To examine these questions we compared 116 HR executives to 524 other executives using the Saville Consulting Wave Professional Styles assessment. This assessment asked respondents to rate the activities that motivate them and the activities they are good at. These responses were scored and aggregated, and the HR executives' results were compared to the average results of other executives and CEOs to see how HR executives are unique or different.

Saville Consulting Wave

Saville Consulting Wave is based on a model of work style that is organized into four major clusters: Thinking, Influencing, Adapting and Delivering. These clusters are aligned with a typical management process -- a vision or idea leads to a strategy and plan (thinking); people with resources are informed, persuaded and managed (influence); changes are needed due to group or team issues, competitor reactions, time pressures and other unexpected "surprises" (adaptability); and finally success is measured by the degree to which the program is organized and delivered on time and on budget, which requires energy, ambition, and persistence (delivery).

Also, readers familiar with research into personality theory will see the link between the Big 5 personality traits and the wave clusters: Openness to Experience = Thinking; Extroversion = Influence; Agreeableness = Adaptability; and Conscientiousness = Delivery. The fifth construct, Neurosis, is not directly addressed by the Wave model given Wave's focus on "normal" personality and work behaviors.

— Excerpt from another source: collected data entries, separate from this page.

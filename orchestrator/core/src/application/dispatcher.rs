// Copyright (c) 2026 100monkeys.ai
// SPDX-License-Identifier: AGPL-3.0

//! Inbound message routing
//!
//! The controller addresses every command as a `{type, payload}` envelope.
//! The dispatcher decodes the payload for the type and hands it to the
//! matching orchestrator; anything else is logged and dropped.

use async_trait::async_trait;
use std::sync::Arc;
use thiserror::Error;
use tracing::{debug, warn};

use crate::domain::events::{Envelope, MessageType};
use crate::domain::messages::{DeployRequest, EvalTaskRequest, ExtractTaskRequest, TrainTaskRequest};
use crate::domain::task::validate_task_id;

/// Receives one decoded command of type `Req`.
#[async_trait]
pub trait TaskHandler<Req: Send + 'static>: Send + Sync {
    async fn handle(&self, request: Req);
}

#[derive(Debug, Error)]
pub enum DispatchError {
    #[error("unknown message type {0}")]
    UnknownType(i32),

    #[error("message type {0:?} is not an inbound command")]
    NotACommand(MessageType),

    #[error("malformed payload: {0}")]
    Payload(#[from] serde_json::Error),

    #[error("invalid task id {0:?}")]
    InvalidId(String),
}

/// Inbound commands name the task or service they act on.
trait Addressed {
    fn target_id(&self) -> &str;
}

impl Addressed for TrainTaskRequest {
    fn target_id(&self) -> &str {
        &self.task_id
    }
}

impl Addressed for EvalTaskRequest {
    fn target_id(&self) -> &str {
        &self.task_id
    }
}

impl Addressed for ExtractTaskRequest {
    fn target_id(&self) -> &str {
        &self.train_detail_id
    }
}

impl Addressed for DeployRequest {
    fn target_id(&self) -> &str {
        &self.service_id
    }
}

pub struct Dispatcher {
    training: Arc<dyn TaskHandler<TrainTaskRequest>>,
    evaluation: Arc<dyn TaskHandler<EvalTaskRequest>>,
    extraction: Arc<dyn TaskHandler<ExtractTaskRequest>>,
    deploy: Arc<dyn TaskHandler<DeployRequest>>,
}

impl Dispatcher {
    pub fn new(
        training: Arc<dyn TaskHandler<TrainTaskRequest>>,
        evaluation: Arc<dyn TaskHandler<EvalTaskRequest>>,
        extraction: Arc<dyn TaskHandler<ExtractTaskRequest>>,
        deploy: Arc<dyn TaskHandler<DeployRequest>>,
    ) -> Self {
        Self {
            training,
            evaluation,
            extraction,
            deploy,
        }
    }

    /// Routes `envelope` and waits for the handler to finish.
    pub async fn dispatch(&self, envelope: &Envelope) -> Result<MessageType, DispatchError> {
        let Some(kind) = envelope.kind() else {
            warn!(message_type = envelope.message_type, "Dropping message of unknown type");
            return Err(DispatchError::UnknownType(envelope.message_type));
        };
        debug!(message_type = ?kind, "Dispatching inbound message");

        match kind {
            MessageType::TrainTask => self.training.handle(decode(envelope, kind)?).await,
            MessageType::TaskEvaluate => self.evaluation.handle(decode(envelope, kind)?).await,
            MessageType::TrainPublish => self.extraction.handle(decode(envelope, kind)?).await,
            MessageType::TaskDeploy => self.deploy.handle(decode(envelope, kind)?).await,
            other => {
                warn!(message_type = ?other, "Dropping message that is not a command");
                return Err(DispatchError::NotACommand(other));
            }
        }
        Ok(kind)
    }
}

fn decode<T>(envelope: &Envelope, kind: MessageType) -> Result<T, DispatchError>
where
    T: serde::de::DeserializeOwned + Addressed,
{
    let command: T = envelope.decode_payload().map_err(|e| {
        warn!(message_type = ?kind, error = %e, "Dropping message with malformed payload");
        DispatchError::Payload(e)
    })?;
    if let Err(e) = validate_task_id(command.target_id()) {
        warn!(message_type = ?kind, error = %e, "Dropping message with invalid task id");
        return Err(DispatchError::InvalidId(command.target_id().to_string()));
    }
    Ok(command)
}
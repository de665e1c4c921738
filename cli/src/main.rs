// Copyright (c) 2026 100monkeys.ai
// SPDX-License-Identifier: AGPL-3.0

//! # algo-agent
//!
//! Node-local agent that runs training, evaluation, extraction and inference
//! containers for a remote controller.
//!
//! ## Commands
//!
//! - `algo-agent run` - Serve the agent API and reconcile tasks until stopped
//! - `algo-agent tasks list <kind>` - Inspect a task registry
//! - `algo-agent config show|validate|generate` - Configuration management

use anyhow::Result;
use clap::{Parser, Subcommand};
use colored::Colorize;
use std::path::PathBuf;
use tracing::debug;

use algo_agent::commands::{self, ConfigCommand, TasksCommand};
use algo_agent::daemon::{self, ServeOverrides};
use algo_agent::logging::{init_logging, LogFormat};

/// algo-agent - run ML jobs in containers on this node
#[derive(Parser)]
#[command(name = "algo-agent")]
#[command(version, about, long_about = None)]
#[command(propagate_version = true)]
struct Cli {
    /// Path to configuration file (overrides discovery)
    #[arg(
        short,
        long,
        global = true,
        env = "ALGO_AGENT_CONFIG_PATH",
        value_name = "FILE"
    )]
    config: Option<PathBuf>,

    /// Log level (trace, debug, info, warn, error)
    #[arg(long, global = true, env = "ALGO_AGENT_LOG_LEVEL", default_value = "info")]
    log_level: String,

    /// Log output format
    #[arg(long, global = true, env = "ALGO_AGENT_LOG_FORMAT", value_enum, default_value_t = LogFormat::Text)]
    log_format: LogFormat,

    #[command(subcommand)]
    command: Option<Commands>,
}

#[derive(Subcommand)]
enum Commands {
    /// Run the agent in the foreground
    #[command(name = "run")]
    Run {
        /// HTTP bind address (overrides config)
        #[arg(long, env = "ALGO_AGENT_HOST")]
        host: Option<String>,

        /// HTTP port (overrides config)
        #[arg(long)]
        port: Option<u16>,

        /// Root of task directories and registries (overrides config)
        #[arg(long, value_name = "DIR")]
        data_root: Option<PathBuf>,
    },

    /// Inspect task registries
    #[command(name = "tasks")]
    Tasks {
        #[command(subcommand)]
        command: TasksCommand,
    },

    /// Configuration management
    #[command(name = "config")]
    Config {
        #[command(subcommand)]
        command: ConfigCommand,
    },
}

#[tokio::main]
async fn main() -> Result<()> {
    let dotenv = dotenvy::dotenv();
    let cli = Cli::parse();

    init_logging(&cli.log_level, cli.log_format)?;
    if let Ok(path) = dotenv {
        debug!(path = %path.display(), "Loaded environment file");
    }

    match cli.command {
        Some(Commands::Run {
            host,
            port,
            data_root,
        }) => {
            let overrides = ServeOverrides {
                bind_address: host,
                port,
                data_root,
            };
            daemon::run_agent(cli.config, overrides).await
        }
        Some(Commands::Tasks { command }) => commands::tasks::handle_command(command, cli.config).await,
        Some(Commands::Config { command }) => commands::config::handle_command(command, cli.config).await,
        None => {
            eprintln!("{}", "No command specified. Use --help for usage.".yellow());
            std::process::exit(1);
        }
    }
}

Each Wave cluster is sub-divided into nine behavioral scales for a total of thirty-six scales. It is at this level that we compared HR executives with other executives. Only statistically significant differences are shown in the table of results.

How are HR Executives Unique?

It is clear from the table of results that, on average, HR executives have a lot in common with their executive counterparts. In fact, there were no statistically significant differences for 29 of the 36 scales. However, there were some key differences found. It is these that make the HR executive unique.

HR executives rated their motivation and talent lower on two of the Thinking scales -- Strategic and Rational. This suggests that HR executives are, on average, less motivated and talented when it comes to thinking long term, making strategic plans, and creating a vision for the future.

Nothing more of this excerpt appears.